** What to do **
Report the lines of the material that carry the string "HandlerError".

** Given entries **
•••
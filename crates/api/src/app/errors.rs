use core::str::FromStr;

use axum::http::StatusCode;
use axum::response::IntoResponse;
use serde_json::json;

use bursar_core::{DomainError, ErrorKind};
use bursar_infra::HandlerError;
use bursar_infra::ledger::LedgerError;

pub fn handler_error_to_response(err: HandlerError) -> axum::response::Response {
    let status = match err.kind() {
        ErrorKind::Validation => StatusCode::BAD_REQUEST,
        ErrorKind::NotFound => StatusCode::NOT_FOUND,
        ErrorKind::BusinessRule => StatusCode::UNPROCESSABLE_ENTITY,
        ErrorKind::Conflict => StatusCode::CONFLICT,
        ErrorKind::Infrastructure => {
            tracing::error!(error = %err, "request failed");
            return json_error(
                StatusCode::INTERNAL_SERVER_ERROR,
                "internal_error",
                "internal server error",
            );
        }
    };
    json_error(status, error_code(&err), err.to_string())
}

fn error_code(err: &HandlerError) -> &'static str {
    let domain = match err {
        HandlerError::Domain(e) | HandlerError::Ledger(LedgerError::Rejected(e)) => e,
        HandlerError::Ledger(LedgerError::Conflict(_)) => return "conflict",
        HandlerError::Ledger(_) => return "internal_error",
    };
    match domain {
        DomainError::Validation(_) => "validation_error",
        DomainError::InvalidAmount(_) => "invalid_amount",
        DomainError::CurrencyMismatch { .. } => "currency_mismatch",
        DomainError::InvalidId(_) => "invalid_id",
        DomainError::PaymentExceedsDueAmount { .. } => "payment_exceeds_due_amount",
        DomainError::InvalidStateTransition(_) => "invalid_state_transition",
        DomainError::OperationNotAllowed(_) => "operation_not_allowed",
        DomainError::InvariantViolation(_) => "invariant_violation",
        DomainError::NotFound { .. } => "not_found",
        DomainError::Conflict(_) => "conflict",
    }
}

pub fn json_error(
    status: StatusCode,
    code: &'static str,
    message: impl Into<String>,
) -> axum::response::Response {
    (
        status,
        axum::Json(json!({
            "error": code,
            "message": message.into(),
        })),
    )
        .into_response()
}

/// Parse a path or query id, answering 400 on failure.
pub fn parse_id<T>(raw: &str) -> Result<T, axum::response::Response>
where
    T: FromStr<Err = DomainError>,
{
    raw.parse()
        .map_err(|e: DomainError| json_error(StatusCode::BAD_REQUEST, "invalid_id", e.to_string()))
}

#[cfg(test)]
mod tests {
    use super::*;

    #[test]
    fn statuses_follow_error_kind() {
        let cases: Vec<(HandlerError, StatusCode)> = vec![
            (DomainError::validation("blank").into(), StatusCode::BAD_REQUEST),
            (DomainError::not_found("school", "x").into(), StatusCode::NOT_FOUND),
            (
                DomainError::not_allowed("has students").into(),
                StatusCode::UNPROCESSABLE_ENTITY,
            ),
            (LedgerError::Conflict("stale".into()).into(), StatusCode::CONFLICT),
            (
                LedgerError::Backend("pool closed".into()).into(),
                StatusCode::INTERNAL_SERVER_ERROR,
            ),
        ];
        for (err, status) in cases {
            assert_eq!(handler_error_to_response(err).status(), status);
        }
    }

    #[test]
    fn rejected_writes_use_the_domain_code() {
        let err: HandlerError = LedgerError::Rejected(DomainError::not_allowed("x")).into();
        assert_eq!(error_code(&err), "operation_not_allowed");
    }
}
•••
** Result **
use bursar_infra::HandlerError;
pub fn handler_error_to_response(err: HandlerError) -> axum::response::Response {
fn error_code(err: &HandlerError) -> &'static str {
        HandlerError::Domain(e) | HandlerError::Ledger(LedgerError::Rejected(e)) => e,
        HandlerError::Ledger(LedgerError::Conflict(_)) => return "conflict",
        HandlerError::Ledger(_) => return "internal_error",
        let cases: Vec<(HandlerError, StatusCode)> = vec![
        let err: HandlerError = LedgerError::Rejected(DomainError::not_allowed("x")).into();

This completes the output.